PROBLEM DETAILS: All records given below must be printed word for word.
::: THE INPUT :::
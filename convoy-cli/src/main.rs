//! Convoy CLI
//!
//! Demo front end for the pipeline engine: runs a small mix of callable
//! and command-line units with a live spinner list, prints the message
//! report, and exits with the aggregate code.

use std::process::ExitCode;
use std::time::Duration;

use anyhow::{Context, Result};
use clap::Parser;
use colored::Colorize;
use convoy_pipeline::{CancelToken, Config, Pipeline, WorkUnit, report};
use tracing::{info, warn};
use tracing_subscriber::{layer::SubscriberExt, util::SubscriberInitExt};

#[derive(Parser)]
#[command(name = "convoy")]
#[command(about = "Run a demo work-unit pipeline", long_about = None)]
struct Cli {
    /// Max number of units to run concurrently (unbounded if unset)
    #[arg(short = 'j', long, env = "CONVOY_MAX_CONCURRENCY")]
    max_concurrency: Option<usize>,

    /// Milliseconds between rendered frames
    #[arg(long, env = "CONVOY_RENDER_INTERVAL_MS", default_value_t = 80)]
    render_interval_ms: u64,

    /// Commands to run as units; defaults to a built-in demo set
    #[arg(trailing_var_arg = true)]
    commands: Vec<String>,
}

#[tokio::main]
async fn main() -> Result<ExitCode> {
    tracing_subscriber::registry()
        .with(
            tracing_subscriber::EnvFilter::try_from_default_env()
                .unwrap_or_else(|_| "convoy_pipeline=warn,convoy_cli=info".into()),
        )
        .with(tracing_subscriber::fmt::layer().with_writer(std::io::stderr))
        .init();

    let cli = Cli::parse();

    let config = Config::new()
        .with_max_concurrency(cli.max_concurrency)
        .with_render_interval(Duration::from_millis(cli.render_interval_ms));
    config.validate().context("invalid configuration")?;

    let units = if cli.commands.is_empty() {
        demo_units()
    } else {
        cli.commands
            .iter()
            .map(|command| WorkUnit::shell(command.clone()).label(command.clone()))
            .collect()
    };

    let cancel = CancelToken::new();
    let signal_token = cancel.clone();
    tokio::spawn(async move {
        if tokio::signal::ctrl_c().await.is_ok() {
            warn!("interrupt received, letting in-flight units finish");
            signal_token.cancel();
        }
    });

    let pipeline = Pipeline::new(config);
    let results = pipeline.run_with_cancel(units, cancel).await?;

    report::print_summary(&results);

    let failed = results.iter().filter(|result| result.failed()).count();
    if failed > 0 {
        println!(
            "{}",
            format!("{failed} of {} unit(s) failed", results.len()).red()
        );
        return Ok(ExitCode::FAILURE);
    }

    info!("all {} unit(s) finished", results.len());
    Ok(ExitCode::SUCCESS)
}

/// The built-in demo: a slow success, a warning, an explicit failure, and
/// two command-line units
fn demo_units() -> Vec<WorkUnit> {
    vec![
        WorkUnit::call(|_| {
            std::thread::sleep(Duration::from_secs(2));
            Ok(true)
        })
        .label("Compile sources"),
        WorkUnit::call(|unit| {
            std::thread::sleep(Duration::from_secs(1));
            unit.add_warning("3 tests skipped");
            Ok(true)
        })
        .label("Run test suite"),
        WorkUnit::call(|unit| {
            std::thread::sleep(Duration::from_millis(500));
            unit.add_error("registry unreachable");
            Ok(true)
        })
        .label("Publish artifacts"),
        WorkUnit::shell("echo convoy").label("Print banner"),
        WorkUnit::command(["sleep", "1"]).label("Cool down"),
    ]
}
//! Convoy Pipeline
//!
//! Bounded-concurrency execution engine for terminal work-unit pipelines.
//!
//! Architecture:
//! - Units: the atomic jobs (callables or command lines) and their run loop
//! - Store: the mutex-guarded serialized region workers publish snapshots into
//! - Executor: the semaphore-gated worker pool plus the live render loop
//! - Render: the renderer contract and the default spinner theme
//!
//! The executor fans units out over the pool, each worker publishes its
//! finished snapshot into the progress store, and a dedicated render task
//! polls the store at a fixed interval until the pool drains. Results come
//! back in submission order, one per unit.

pub mod cancel;
pub mod command;
pub mod config;
pub mod executor;
pub mod render;
pub mod report;
pub mod store;
pub mod unit;

pub use cancel::CancelToken;
pub use config::Config;
pub use convoy_core::domain::result::ExecutionResult;
pub use convoy_core::domain::unit::{UnitSnapshot, UnitStatus};
pub use convoy_core::error::PipelineError;
pub use executor::Pipeline;
pub use unit::WorkUnit;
:::
ANSWER:
filename convoy-cli/src/main.rs
//! Convoy CLI
//!
//! Demo front end for the pipeline engine: runs a small mix of callable
//! and command-line units with a live spinner list, prints the message
//! report, and exits with the aggregate code.

use std::process::ExitCode;
use std::time::Duration;

use anyhow::{Context, Result};
use clap::Parser;
use colored::Colorize;
use convoy_pipeline::{CancelToken, Config, Pipeline, WorkUnit, report};
use tracing::{info, warn};
use tracing_subscriber::{layer::SubscriberExt, util::SubscriberInitExt};

#[derive(Parser)]
#[command(name = "convoy")]
#[command(about = "Run a demo work-unit pipeline", long_about = None)]
struct Cli {
    /// Max number of units to run concurrently (unbounded if unset)
    #[arg(short = 'j', long, env = "CONVOY_MAX_CONCURRENCY")]
    max_concurrency: Option<usize>,

    /// Milliseconds between rendered frames
    #[arg(long, env = "CONVOY_RENDER_INTERVAL_MS", default_value_t = 80)]
    render_interval_ms: u64,

    /// Commands to run as units; defaults to a built-in demo set
    #[arg(trailing_var_arg = true)]
    commands: Vec<String>,
}

#[tokio::main]
async fn main() -> Result<ExitCode> {
    tracing_subscriber::registry()
        .with(
            tracing_subscriber::EnvFilter::try_from_default_env()
                .unwrap_or_else(|_| "convoy_pipeline=warn,convoy_cli=info".into()),
        )
        .with(tracing_subscriber::fmt::layer().with_writer(std::io::stderr))
        .init();

    let cli = Cli::parse();

    let config = Config::new()
        .with_max_concurrency(cli.max_concurrency)
        .with_render_interval(Duration::from_millis(cli.render_interval_ms));
    config.validate().context("invalid configuration")?;

    let units = if cli.commands.is_empty() {
        demo_units()
    } else {
        cli.commands
            .iter()
            .map(|command| WorkUnit::shell(command.clone()).label(command.clone()))
            .collect()
    };

    let cancel = CancelToken::new();
    let signal_token = cancel.clone();
    tokio::spawn(async move {
        if tokio::signal::ctrl_c().await.is_ok() {
            warn!("interrupt received, letting in-flight units finish");
            signal_token.cancel();
        }
    });

    let pipeline = Pipeline::new(config);
    let results = pipeline.run_with_cancel(units, cancel).await?;

    report::print_summary(&results);

    let failed = results.iter().filter(|result| result.failed()).count();
    if failed > 0 {
        println!(
            "{}",
            format!("{failed} of {} unit(s) failed", results.len()).red()
        );
        return Ok(ExitCode::FAILURE);
    }

    info!("all {} unit(s) finished", results.len());
    Ok(ExitCode::SUCCESS)
}

/// The built-in demo: a slow success, a warning, an explicit failure, and
/// two command-line units
fn demo_units() -> Vec<WorkUnit> {
    vec![
        WorkUnit::call(|_| {
            std::thread::sleep(Duration::from_secs(2));
            Ok(true)
        })
        .label("Compile sources"),
        WorkUnit::call(|unit| {
            std::thread::sleep(Duration::from_secs(1));
            unit.add_warning("3 tests skipped");
            Ok(true)
        })
        .label("Run test suite"),
        WorkUnit::call(|unit| {
            std::thread::sleep(Duration::from_millis(500));
            unit.add_error("registry unreachable");
            Ok(true)
        })
        .label("Publish artifacts"),
        WorkUnit::shell("echo convoy").label("Print banner"),
        WorkUnit::command(["sleep", "1"]).label("Cool down"),
    ]
}
//! Convoy Pipeline
//!
//! Bounded-concurrency execution engine for terminal work-unit pipelines.
//!
//! Architecture:
//! - Units: the atomic jobs (callables or command lines) and their run loop
//! - Store: the mutex-guarded serialized region workers publish snapshots into
//! - Executor: the semaphore-gated worker pool plus the live render loop
//! - Render: the renderer contract and the default spinner theme
//!
//! The executor fans units out over the pool, each worker publishes its
//! finished snapshot into the progress store, and a dedicated render task
//! polls the store at a fixed interval until the pool drains. Results come
//! back in submission order, one per unit.

pub mod cancel;
pub mod command;
pub mod config;
pub mod executor;
pub mod render;
pub mod report;
pub mod store;
pub mod unit;

pub use cancel::CancelToken;
pub use config::Config;
pub use convoy_core::domain::result::ExecutionResult;
pub use convoy_core::domain::unit::{UnitSnapshot, UnitStatus};
pub use convoy_core::error::PipelineError;
pub use executor::Pipeline;
pub use unit::WorkUnit;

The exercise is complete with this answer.